There are errors in both vector C and the second question
(1) First of all, vector multiplication yields f (x) = 2sinxcosx + 1.414 (SiNx + cosx) = (SiNx + cosx) 2 + 1.414 (SiNx + cosx) - 1
The last one is to calculate the range, and then it is a quadratic polynomial, and then find the maximum value. There should be no problem. There is a problem in saying.
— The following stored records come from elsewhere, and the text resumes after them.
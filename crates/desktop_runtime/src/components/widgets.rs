use super::*;
use crate::{
    model::WidgetRecord,
    reducer::{WIDGET_HEIGHT, WIDGET_WIDTH},
};

#[component]
pub(super) fn WidgetLayer() -> impl IntoView {
    let runtime = use_desktop_runtime();

    view! {
        <div class="desktop-widget-layer" style=SurfaceLayer::Widgets.style()>
            <For
                each=move || runtime.state.with(|desktop| desktop.widgets.clone())
                key=|widget| widget.id.clone()
                let:widget
            >
                <Plasmoid id=widget.id widget_id=widget.widget_id />
            </For>
        </div>
    }
}

fn widget_style(widget: &WidgetRecord) -> String {
    format!(
        "position:absolute;pointer-events:auto;left:{}px;top:{}px;width:{WIDGET_WIDTH}px;height:{WIDGET_HEIGHT}px;z-index:{};",
        widget.x, widget.y, widget.z_index
    )
}

/// A floating desktop widget with a drag header and a close button.
#[component]
fn Plasmoid(id: String, widget_id: String) -> impl IntoView {
    let runtime = use_desktop_runtime();
    let id = store_value(id);
    let descriptor = apps::widget_descriptor(&widget_id);
    let title = descriptor.map_or(widget_id.clone(), |entry| entry.title.to_string());
    let icon = descriptor.map_or("", |entry| entry.icon);

    let style = move || {
        id.with_value(|id| {
            runtime.state.with(|desktop| {
                desktop
                    .widget(id)
                    .map(widget_style)
                    .unwrap_or_default()
            })
        })
    };

    let begin_drag = move |ev: web_sys::PointerEvent| {
        begin_pointer_interaction(
            runtime,
            InteractionTarget::Widget(id.get_value()),
            InteractionKind::Move,
            &ev,
        );
    };

    view! {
        <aside
            class="plasmoid"
            data-widget=widget_id.clone()
            style=style
            aria-label=title.clone()
            on:pointerdown=move |_| {
                runtime.dispatch_action(DesktopAction::FocusWidget { id: id.get_value() });
            }
        >
            <header class="plasmoid-header" on:pointerdown=begin_drag>
                <span aria-hidden="true">{icon}</span>
                <span class="plasmoid-title">{title}</span>
                <button
                    class="plasmoid-close"
                    aria-label="Remove widget"
                    on:pointerdown=move |ev: web_sys::PointerEvent| ev.stop_propagation()
                    on:click=move |ev| {
                        stop_mouse_event(&ev);
                        runtime.dispatch_action(DesktopAction::RemoveWidget { id: id.get_value() });
                    }
                >
                    "×"
                </button>
            </header>
            <div class="plasmoid-body">
                <WidgetBody widget_id />
            </div>
        </aside>
    }
}

#[component]
fn WidgetBody(widget_id: String) -> impl IntoView {
    let runtime = use_desktop_runtime();
    match widget_id.as_str() {
        "weather" => view! {
            <div class="widget-weather">
                <span class="widget-weather-temp">"21°C"</span>
                <span>"Partly cloudy"</span>
            </div>
        }
        .into_view(),
        "notes" => view! {
            <textarea
                class="widget-notes"
                aria-label="Sticky note"
                placeholder="Write a note…"
            ></textarea>
        }
        .into_view(),
        "sysmon" => view! {
            <dl class="widget-sysmon">
                <dt>"Windows"</dt>
                <dd>{move || runtime.state.with(|desktop| desktop.windows.len())}</dd>
                <dt>"Widgets"</dt>
                <dd>{move || runtime.state.with(|desktop| desktop.widgets.len())}</dd>
            </dl>
        }
        .into_view(),
        _ => view! { <p>"Unknown widget"</p> }.into_view(),
    }
}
It seems that the formula compiler can not be used, so it can only be like this
(2) A * b = cosacosx + sinasinx = cos (x-a), because a * b = | a | B | cos π / 3
So we get the equation, the main range, so there are two values, x-a = π / 3 or x-a = - π / 3
Similarly, a * C = sin (a + x) + 4sinacosa, a * C = (5 + 4cos (A-X)) 1 / 2 * cos π / 2 = 0
If you can't do it, you can say it

If f (cosx) = cos2x, then the solution set of F (SiNx) = 2sinx-1 is

f(cosx)=cos2x=2(cosx)^2-1
So f (SiNx) = 2 (SiNx) ^ 2-1 = 2sinx-1
sinx=0,1
So x = k Π, or x = Π / 2 + 2K Π (K ∈ z)
(I'm sorry, the answer was wrong the first time)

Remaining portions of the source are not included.